Georgieva oturum sırasında yaptığı konuşmasına şöyle devam etti:
“Suudi Arabistan’ı ziyaret ettiğimde, ülkenin küresel ekonomik krizlerin yaşandığı bir dönemde Vizyon 2030’u uygulamada kaydettiği ilerlemeden ve dünya ekonomisi için parlak bir nokta haline gelmesinden inanılmaz derecede etkilendim.”

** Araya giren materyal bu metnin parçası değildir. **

//! Parameter sets for each CMQ queue action.
//!
//! Every builder validates its inputs and returns an [`ApiRequest`] without
//! touching the network, so the async and blocking façades share them.

use std::collections::BTreeMap;
use std::sync::OnceLock;
use std::time::Duration;

use regex::Regex;

use crate::error::{CmqError, Result};
use crate::response::QueueMeta;

/// Hard protocol limit for batch send, receive and delete.
pub const MAX_BATCH_SIZE: usize = 16;

/// Transport timeout for receives without an explicit polling window.
pub const DEFAULT_RECEIVE_TIMEOUT: Duration = Duration::from_millis(30_000);

/// Added to a long-poll window so the server answers before the client gives up.
pub const LONG_POLL_MARGIN: Duration = Duration::from_secs(5);

/// Queue names: a letter followed by up to 63 letters, digits, `-` or `_`.
static QUEUE_NAME_REGEX: OnceLock<Regex> = OnceLock::new();

fn queue_name_regex() -> &'static Regex {
    QUEUE_NAME_REGEX.get_or_init(|| {
        Regex::new(r"^[A-Za-z][A-Za-z0-9_-]{0,63}$").expect("Invalid QUEUE_NAME_REGEX pattern")
    })
}

fn require_queue_name(name: &str) -> Result<()> {
    if name.is_empty() {
        return Err(CmqError::Validation(
            "Invalid parameter: queueName is empty".to_string(),
        ));
    }
    Ok(())
}

/// Naming rule for new queues. Existing queues are addressed by any non-empty name.
fn validate_new_queue_name(name: &str) -> Result<()> {
    require_queue_name(name)?;
    if !queue_name_regex().is_match(name) {
        return Err(CmqError::Validation(format!(
            "Invalid queueName '{}'. Expected a letter followed by up to 63 letters, digits, '-' or '_'",
            name
        )));
    }
    Ok(())
}

/// One API call: action name, action-specific parameters and an optional
/// transport timeout that replaces the client default.
#[derive(Debug, Clone, PartialEq, Eq)]
pub(crate) struct ApiRequest {
    pub action: &'static str,
    pub params: BTreeMap<String, String>,
    pub timeout: Option<Duration>,
}

impl ApiRequest {
    fn new(action: &'static str) -> Self {
        Self {
            action,
            params: BTreeMap::new(),
            timeout: None,
        }
    }

    fn for_queue(action: &'static str, queue_name: &str) -> Self {
        Self::new(action).param("queueName", queue_name)
    }

    fn param(mut self, key: impl Into<String>, value: impl ToString) -> Self {
        self.params.insert(key.into(), value.to_string());
        self
    }

    /// Adds the positive-valued attributes; the rest keep server defaults.
    fn meta(mut self, meta: &QueueMeta) -> Self {
        let fields = [
            ("maxMsgHeapNum", meta.max_msg_heap_num),
            ("pollingWaitSeconds", meta.polling_wait_seconds),
            ("visibilityTimeout", meta.visibility_timeout),
            ("maxMsgSize", meta.max_msg_size),
            ("msgRetentionSeconds", meta.msg_retention_seconds),
            ("rewindSeconds", meta.rewind_seconds),
        ];
        for (key, value) in fields {
            if value > 0 {
                self.params.insert(key.to_string(), value.to_string());
            }
        }
        self
    }

    /// Adds `{prefix}.1`, `{prefix}.2`, ... in input order.
    fn indexed<S: AsRef<str>>(mut self, prefix: &str, values: &[S]) -> Self {
        for (i, value) in values.iter().enumerate() {
            self.params
                .insert(format!("{}.{}", prefix, i + 1), value.as_ref().to_string());
        }
        self
    }

    /// Long-poll convention shared by single and batch receive.
    fn polling(mut self, polling_wait_seconds: i64) -> Self {
        if polling_wait_seconds > 0 {
            self.params.insert(
                "pollingWaitSeconds".to_string(),
                polling_wait_seconds.to_string(),
            );
        }
        self.timeout = Some(receive_timeout(polling_wait_seconds));
        self
    }
}

/// Transport timeout for a receive with the given polling window.
pub fn receive_timeout(polling_wait_seconds: i64) -> Duration {
    if polling_wait_seconds > 0 {
        Duration::from_secs(polling_wait_seconds as u64).saturating_add(LONG_POLL_MARGIN)
    } else {
        DEFAULT_RECEIVE_TIMEOUT
    }
}

pub(crate) fn create_queue(name: &str, meta: &QueueMeta) -> Result<ApiRequest> {
    validate_new_queue_name(name)?;
    Ok(ApiRequest::for_queue("CreateQueue", name).meta(meta))
}

pub(crate) fn delete_queue(name: &str) -> Result<ApiRequest> {
    require_queue_name(name)?;
    Ok(ApiRequest::for_queue("DeleteQueue", name))
}

pub(crate) fn list_queue(search_word: &str, offset: i64, limit: i64) -> ApiRequest {
    let mut req = ApiRequest::new("ListQueue");
    if !search_word.is_empty() {
        req = req.param("searchWord", search_word);
    }
    if offset >= 0 {
        req = req.param("offset", offset);
    }
    if limit > 0 {
        req = req.param("limit", limit);
    }
    req
}

pub(crate) fn get_queue_attributes(name: &str) -> ApiRequest {
    ApiRequest::for_queue("GetQueueAttributes", name)
}

pub(crate) fn set_queue_attributes(name: &str, meta: &QueueMeta) -> ApiRequest {
    ApiRequest::for_queue("SetQueueAttributes", name).meta(meta)
}

pub(crate) fn send_message(name: &str, body: &str, delay_seconds: u32) -> ApiRequest {
    ApiRequest::for_queue("SendMessage", name)
        .param("msgBody", body)
        .param("delaySeconds", delay_seconds)
}

pub(crate) fn batch_send_message<S: AsRef<str>>(
    name: &str,
    bodies: &[S],
    delay_seconds: u32,
) -> Result<ApiRequest> {
    if bodies.is_empty() || bodies.len() > MAX_BATCH_SIZE {
        return Err(CmqError::Validation(format!(
            "message batch size must be 1-{}, got {}",
            MAX_BATCH_SIZE,
            bodies.len()
        )));
    }
    Ok(ApiRequest::for_queue("BatchSendMessage", name)
        .indexed("msgBody", bodies)
        .param("delaySeconds", delay_seconds))
}

pub(crate) fn receive_message(name: &str, polling_wait_seconds: i64) -> ApiRequest {
    ApiRequest::for_queue("ReceiveMessage", name).polling(polling_wait_seconds)
}

pub(crate) fn batch_receive_message(
    name: &str,
    num_of_msg: u32,
    polling_wait_seconds: i64,
) -> Result<ApiRequest> {
    if num_of_msg == 0 || num_of_msg as usize > MAX_BATCH_SIZE {
        return Err(CmqError::Validation(format!(
            "numOfMsg must be 1-{}, got {}",
            MAX_BATCH_SIZE, num_of_msg
        )));
    }
    Ok(ApiRequest::for_queue("BatchReceiveMessage", name)
        .param("numOfMsg", num_of_msg)
        .polling(polling_wait_seconds))
}

pub(crate) fn delete_message(name: &str, receipt_handle: &str) -> ApiRequest {
    ApiRequest::for_queue("DeleteMessage", name).param("receiptHandle", receipt_handle)
}

/// `None` for an empty list: nothing to acknowledge, so no call is made.
pub(crate) fn batch_delete_message<S: AsRef<str>>(
    name: &str,
    receipt_handles: &[S],
) -> Option<ApiRequest> {
    if receipt_handles.is_empty() {
        return None;
    }
    Some(ApiRequest::for_queue("BatchDeleteMessage", name).indexed("receiptHandle", receipt_handles))
}
use std::collections::BTreeMap;
use std::sync::atomic::{AtomicI64, AtomicU8, Ordering};

use serde::de::DeserializeOwned;

use crate::action::ApiRequest;
use crate::config::{ClientConfig, HttpMethod};
use crate::credential::Credential;
use crate::error::{CmqError, Result};
use crate::exec::{calculate_smoothed_offset, decode, extract_server_time, handle_response};
use crate::request::{build_signed_params, encode_params};
use crate::response::Envelope;
use crate::sign::SignMethod;

/// Async transport and signing layer for the CMQ API.
///
/// `Client` knows nothing about individual actions: it adds the common
/// parameters, signs, sends and hands back the raw body. The typed
/// operations live on [`crate::Account`] and [`crate::Queue`].
pub struct Client {
    http: reqwest::Client,
    config: ClientConfig,
    credential: Credential,
    sign_method: AtomicU8,
    /// Clock skew offset in seconds (server_time - local_time).
    time_offset: AtomicI64,
}

impl Client {
    /// Creates a new client with an explicit credential.
    pub fn new(credential: Credential) -> Result<Self> {
        Self::with_config(credential, ClientConfig::default())
    }

    /// Creates a new client with an explicit credential and custom configuration.
    pub fn with_config(credential: Credential, config: ClientConfig) -> Result<Self> {
        let mut builder = reqwest::Client::builder()
            .timeout(config.timeout)
            .connect_timeout(config.connect_timeout);

        if config.danger_accept_invalid_certs {
            tracing::warn!(
                endpoint = %config.endpoint,
                "TLS certificate validation is disabled"
            );
            builder = builder.danger_accept_invalid_certs(true);
        }

        let http = builder
            .build()
            .map_err(|e| CmqError::Config(format!("Failed to build HTTP client: {}", e)))?;

        Ok(Self {
            http,
            sign_method: AtomicU8::new(config.sign_method.to_u8()),
            config,
            credential,
            time_offset: AtomicI64::new(0),
        })
    }

    /// Creates a new client with credentials from `TENCENTCLOUD_SECRET_ID` and
    /// `TENCENTCLOUD_SECRET_KEY`.
    pub fn from_env() -> Result<Self> {
        let credential = Credential::from_env()?;
        Self::new(credential)
    }

    /// Returns the client configuration.
    pub fn config(&self) -> &ClientConfig {
        &self.config
    }

    /// Returns the signing method used for subsequent calls.
    pub fn sign_method(&self) -> SignMethod {
        SignMethod::from_u8(self.sign_method.load(Ordering::Relaxed))
    }

    /// Switches the signing method for subsequent calls.
    pub fn set_sign_method(&self, method: SignMethod) {
        self.sign_method.store(method.to_u8(), Ordering::Relaxed);
    }

    /// Returns the current clock offset in seconds.
    ///
    /// A positive value means the local clock is behind the server clock.
    pub fn time_offset(&self) -> i64 {
        self.time_offset.load(Ordering::Relaxed)
    }

    /// Calls `action` with `params` and returns the raw response body.
    ///
    /// The body is returned as-is; a non-zero `code` inside it is not an
    /// error at this level.
    pub async fn call(&self, action: &str, params: BTreeMap<String, String>) -> Result<String> {
        self.dispatch(action, params, None).await
    }

    pub(crate) async fn execute<T: DeserializeOwned>(
        &self,
        request: ApiRequest,
    ) -> Result<(Envelope, T)> {
        let text = self
            .dispatch(request.action, request.params, request.timeout)
            .await?;
        decode(request.action, &text)
    }

    fn update_time_offset(&self, server_time: i64) {
        let local_time = chrono::Utc::now().timestamp();
        let current_offset = self.time_offset.load(Ordering::Relaxed);
        let smoothed = calculate_smoothed_offset(current_offset, server_time - local_time);
        self.time_offset.store(smoothed, Ordering::Relaxed);
    }

    async fn dispatch(
        &self,
        action: &str,
        params: BTreeMap<String, String>,
        timeout: Option<std::time::Duration>,
    ) -> Result<String> {
        let params = build_signed_params(
            action,
            params,
            &self.credential,
            &self.config,
            self.sign_method(),
            self.time_offset(),
        )?;
        let encoded = encode_params(&params);
        let url = self.config.url();

        tracing::debug!(
            action,
            method = self.config.method.as_str(),
            %url,
            "sending CMQ request"
        );

        let mut builder = match self.config.method {
            HttpMethod::Post => self
                .http
                .post(&url)
                .header(
                    reqwest::header::CONTENT_TYPE,
                    "application/x-www-form-urlencoded",
                )
                .body(encoded),
            HttpMethod::Get => self.http.get(format!("{}?{}", url, encoded)),
        };
        if let Some(timeout) = timeout {
            builder = builder.timeout(timeout);
        }

        let response = builder.send().await?;

        if let Some(server_time) = extract_server_time(response.headers()) {
            self.update_time_offset(server_time);
        }

        let status = response.status();
        let text = response.text().await?;

        handle_response(status, text)
    }
}
//! Tencent Cloud CMQ (Cloud Message Queue) SDK for Rust.
//!
//! This crate provides both async and sync (blocking) clients for the CMQ
//! queue API:
//!
//! - [`Account::create_queue`], [`Account::delete_queue`], [`Account::list_queue`]
//! - [`Queue::attributes`] / [`Queue::set_attributes`]
//! - [`Queue::send_message`] / [`Queue::batch_send_message`]
//! - [`Queue::receive_message`] / [`Queue::batch_receive_message`] (long polling)
//! - [`Queue::delete_message`] / [`Queue::batch_delete_message`]
//!
//! Every request carries `Action`, `SecretId`, `Timestamp`, `Nonce` and a
//! `Signature` (HMAC-SHA1 by default, HMAC-SHA256 on request). Responses are
//! checked for a zero `code` before anything else is trusted; a non-zero code
//! surfaces as [`CmqError::Server`].
//!
//! # Quick Start (async)
//!
//! ```no_run
//! use tencent_cmq::{Account, Credential, QueueMeta};
//!
//! # async fn example() -> tencent_cmq::Result<()> {
//! let account = Account::new(Credential::new("your-secret-id", "your-secret-key"))?;
//!
//! account.create_queue("orders", &QueueMeta::default()).await?;
//!
//! let queue = account.queue("orders");
//! let msg_id = queue.send_message("hello", 0).await?;
//! println!("sent {}", msg_id);
//!
//! match queue.receive_message(10).await {
//!     Ok(msg) => queue.delete_message(&msg.receipt_handle).await?,
//!     Err(e) if e.is_no_message() => println!("queue is empty"),
//!     Err(e) => return Err(e),
//! }
//! # Ok(())
//! # }
//! ```

pub mod account;
pub mod client;
pub mod config;
pub mod credential;
pub mod error;
pub mod queue;
pub mod response;

#[cfg(feature = "blocking")]
pub mod blocking;

mod action;
mod exec;
mod request;
mod sign;

pub use account::Account;
pub use action::{DEFAULT_RECEIVE_TIMEOUT, LONG_POLL_MARGIN, MAX_BATCH_SIZE, receive_timeout};
pub use client::Client;
pub use config::{ClientConfig, HttpMethod};
pub use credential::Credential;
pub use error::{CmqError, NO_MESSAGE_CODE, Result};
pub use queue::Queue;
pub use response::{Envelope, QueueList, QueueMessage, QueueMeta, QueueSummary};
pub use sign::SignMethod;

// Compile-time assertions: key types must be Send + Sync for use across threads.
const _: () = {
    const fn assert_send_sync<T: Send + Sync>() {}
    let _ = assert_send_sync::<Client>;
    let _ = assert_send_sync::<Account>;
    let _ = assert_send_sync::<Queue>;
    let _ = assert_send_sync::<CmqError>;
    let _ = assert_send_sync::<Credential>;
};
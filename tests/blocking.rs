#![cfg(feature = "blocking")]

use mockito::{Matcher, ServerGuard};
use tencent_cmq::blocking::Account;
use tencent_cmq::{ClientConfig, CmqError, Credential, QueueMeta};

const PATH: &str = "/v2/index.php";

fn test_account(server: &ServerGuard) -> Account {
    let config = ClientConfig::default().with_endpoint(server.url());
    Account::with_config(Credential::new("AKIDtest", "test-secret-key"), config)
        .expect("failed to build account")
}

fn action(name: &str) -> Matcher {
    Matcher::UrlEncoded("Action".into(), name.into())
}

#[test]
fn blocking_create_and_delete_queue() {
    let mut server = mockito::Server::new();

    let create = server
        .mock("POST", PATH)
        .match_header("Content-Type", "application/x-www-form-urlencoded")
        .match_body(Matcher::AllOf(vec![
            action("CreateQueue"),
            Matcher::UrlEncoded("queueName".into(), "orders".into()),
        ]))
        .with_status(200)
        .with_body(r#"{"code":0,"message":"","requestId":"req-create","queueId":"queue-1"}"#)
        .create();

    let delete = server
        .mock("POST", PATH)
        .match_body(action("DeleteQueue"))
        .with_status(200)
        .with_body(r#"{"code":4440,"message":"queue not exist","requestId":"r-1"}"#)
        .create();

    let account = test_account(&server);

    let queue_id = account
        .create_queue("orders", &QueueMeta::default())
        .expect("create_queue should succeed");
    assert_eq!(queue_id, "queue-1");

    match account.delete_queue("orders").unwrap_err() {
        CmqError::Server {
            code,
            message,
            request_id,
        } => {
            assert_eq!(code, 4440);
            assert_eq!(message, "queue not exist");
            assert_eq!(request_id, "r-1");
        }
        other => panic!("expected CmqError::Server, got: {:?}", other),
    }

    create.assert();
    delete.assert();
}

#[test]
fn blocking_message_lifecycle() {
    let mut server = mockito::Server::new();

    let send = server
        .mock("POST", PATH)
        .match_body(Matcher::AllOf(vec![
            action("SendMessage"),
            Matcher::UrlEncoded("msgBody".into(), "hello".into()),
        ]))
        .with_status(200)
        .with_body(r#"{"code":0,"message":"","requestId":"req-send","msgId":"msg-1"}"#)
        .create();

    let receive = server
        .mock("POST", PATH)
        .match_body(Matcher::AllOf(vec![
            action("ReceiveMessage"),
            Matcher::UrlEncoded("pollingWaitSeconds".into(), "3".into()),
        ]))
        .with_status(200)
        .with_body(
            r#"{"code":0,"message":"","requestId":"req-recv","msgBody":"hello","msgId":"msg-1","receiptHandle":"rh-1","enqueueTime":1700000000,"firstDequeueTime":1700000001,"nextVisibleTime":1700000031,"dequeueCount":1}"#,
        )
        .create();

    let delete = server
        .mock("POST", PATH)
        .match_body(Matcher::AllOf(vec![
            action("DeleteMessage"),
            Matcher::UrlEncoded("receiptHandle".into(), "rh-1".into()),
        ]))
        .with_status(200)
        .with_body(r#"{"code":0,"message":"","requestId":"req-del"}"#)
        .create();

    let queue = test_account(&server).queue("orders");

    let msg_id = queue.send_message("hello", 0).expect("send should succeed");
    let msg = queue.receive_message(3).expect("receive should succeed");
    assert_eq!(msg.msg_id, msg_id);
    queue
        .delete_message(&msg.receipt_handle)
        .expect("delete should succeed");

    send.assert();
    receive.assert();
    delete.assert();
}

#[test]
fn blocking_batch_validation_and_empty_delete() {
    let mut server = mockito::Server::new();
    let mock = server.mock("POST", PATH).expect(0).create();

    let queue = test_account(&server).queue("orders");

    let seventeen: Vec<String> = (0..17).map(|i| i.to_string()).collect();
    assert!(matches!(
        queue.batch_send_message(&seventeen, 0),
        Err(CmqError::Validation(_))
    ));
    assert!(matches!(
        queue.batch_receive_message(0, 0),
        Err(CmqError::Validation(_))
    ));

    let none: Vec<String> = Vec::new();
    queue
        .batch_delete_message(&none)
        .expect("empty batch delete should succeed");

    mock.assert();
}

#[test]
fn blocking_batch_send_keeps_short_id_list() {
    let mut server = mockito::Server::new();

    let mock = server
        .mock("POST", PATH)
        .match_body(Matcher::AllOf(vec![
            action("BatchSendMessage"),
            Matcher::UrlEncoded("msgBody.1".into(), "a".into()),
            Matcher::UrlEncoded("msgBody.2".into(), "b".into()),
        ]))
        .with_status(200)
        .with_body(r#"{"code":0,"message":"","requestId":"req-bs","msgList":[{"msgId":"m-a"}]}"#)
        .create();

    let queue = test_account(&server).queue("orders");
    let ids = queue
        .batch_send_message(&["a", "b"], 0)
        .expect("a short id list is not an error");

    assert_eq!(ids, vec!["m-a".to_string()]);
    mock.assert();
}

#[test]
fn blocking_batch_receive() {
    let mut server = mockito::Server::new();

    let mock = server
        .mock("POST", PATH)
        .match_body(Matcher::AllOf(vec![
            action("BatchReceiveMessage"),
            Matcher::UrlEncoded("numOfMsg".into(), "16".into()),
        ]))
        .with_status(200)
        .with_body(
            r#"{"code":0,"message":"","requestId":"req-br","msgInfoList":[{"msgBody":"x","msgId":"m-x","receiptHandle":"rh-x","enqueueTime":1,"firstDequeueTime":2,"nextVisibleTime":32,"dequeueCount":1}]}"#,
        )
        .create();

    let queue = test_account(&server).queue("orders");
    let messages = queue
        .batch_receive_message(16, 0)
        .expect("batch receive should succeed");

    assert_eq!(messages.len(), 1);
    assert_eq!(messages[0].request_id, "req-br");
    mock.assert();
}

Suudi Arabistan'ın uyguladığı mali politikaların yanı sıra kadınların iş gücüne aktif katılımının önemine de dikkat çeken Georgieva, “Vizyon 2030’da kadınların iş gücüne katılım oranının hedeflenen yüzde 30 seviyesinden yüzde 37'ye çıkarılmasından büyük gurur duyuyorum” dedi. Georgieva, Suudi Arabistan'daki ekonomik büyüme oranlarının bir bütün olarak küresel ekonomi için önemli olduğunu göz önünde bulundurarak, ülkenin enerji ve gıda güvenliğinde önemli bir rol oynamak için zenginliğinden de yararlandığını kaydetti.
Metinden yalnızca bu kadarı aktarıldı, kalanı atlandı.